■ What you will do:
Compute how many lines in the entries below contain "span", and output nothing but the number.

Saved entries
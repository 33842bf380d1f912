//! Finding the clip under a timeline frame

use crate::coords::Placement;
use crate::host::{Clip, Timeline, TrackType};
use crate::FrameIndex;

/// Returns the span a clip occupies on the timeline
pub fn placement_of<C: Clip>(clip: &C) -> Placement {
    Placement::new(clip.start(), clip.end())
}

/// Finds the first clip of `kind` whose span contains `timeline_frame`.
///
/// Tracks are scanned in ascending index order and items in the order the
/// host lists them; the first hit wins, so overlapping clips resolve to the
/// earliest one scanned.
pub fn locate_clip<T: Timeline>(
    timeline: &T,
    kind: TrackType,
    timeline_frame: FrameIndex,
) -> Option<T::Clip> {
    (1..=timeline.track_count(kind)).find_map(|index| {
        timeline
            .items_in_track(kind, index)
            .into_iter()
            .find(|clip| placement_of(clip).contains(timeline_frame))
    })
}

#[cfg(test)]
mod tests {
    use super::*;
    use crate::host::{Host, Project};
    use crate::memory::{
        ClipSnapshot, MemoryHost, ProjectSnapshot, TimelineSnapshot, TrackSnapshot,
    };

    fn host_for(timeline: TimelineSnapshot) -> MemoryHost {
        MemoryHost::new(ProjectSnapshot::with_timeline(24.0, timeline))
    }

    fn host_with_tracks(video: Vec<TrackSnapshot>) -> MemoryHost {
        host_for(TimelineSnapshot {
            video,
            ..Default::default()
        })
    }

    fn locate_name(host: &MemoryHost, kind: TrackType, frame: FrameIndex) -> Option<String> {
        let timeline = host.current_project()?.current_timeline()?;
        locate_clip(&timeline, kind, frame).map(|c| c.name())
    }

    fn video_at(host: &MemoryHost, frame: FrameIndex) -> Option<String> {
        locate_name(host, TrackType::Video, frame)
    }

    #[test]
    fn test_finds_containing_clip() {
        let host = host_with_tracks(vec![TrackSnapshot::new(vec![
            ClipSnapshot::new("A", 0, 100),
            ClipSnapshot::new("B", 100, 200),
        ])]);

        assert_eq!(video_at(&host, 0).as_deref(), Some("A"));
        assert_eq!(video_at(&host, 99).as_deref(), Some("A"));
        assert_eq!(video_at(&host, 100).as_deref(), Some("B"));
        assert_eq!(video_at(&host, 200), None);
    }

    #[test]
    fn test_lower_track_wins() {
        let host = host_with_tracks(vec![
            TrackSnapshot::new(vec![ClipSnapshot::new("V1", 50, 150)]),
            TrackSnapshot::new(vec![ClipSnapshot::new("V2", 0, 300)]),
        ]);

        assert_eq!(video_at(&host, 60).as_deref(), Some("V1"));
        assert_eq!(video_at(&host, 10).as_deref(), Some("V2"));
    }

    #[test]
    fn test_overlap_resolves_to_first_listed() {
        let host = host_with_tracks(vec![TrackSnapshot::new(vec![
            ClipSnapshot::new("late", 40, 80),
            ClipSnapshot::new("early", 0, 60),
        ])]);

        assert_eq!(video_at(&host, 50).as_deref(), Some("late"));
    }

    #[test]
    fn test_other_track_types_ignored() {
        let host = host_for(TimelineSnapshot {
            audio: vec![TrackSnapshot::new(vec![ClipSnapshot::new("VO", 0, 100)])],
            subtitle: vec![TrackSnapshot::new(vec![ClipSnapshot::new("ST", 0, 100)])],
            ..Default::default()
        });

        assert_eq!(video_at(&host, 50), None);
        let audio = locate_name(&host, TrackType::Audio, 50);
        assert_eq!(audio.as_deref(), Some("VO"));
        let subtitle = locate_name(&host, TrackType::Subtitle, 50);
        assert_eq!(subtitle.as_deref(), Some("ST"));
    }

    #[test]
    fn test_empty_timeline() {
        let host = host_with_tracks(vec![]);
        assert_eq!(video_at(&host, 0), None);
    }
}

■ Task output:
2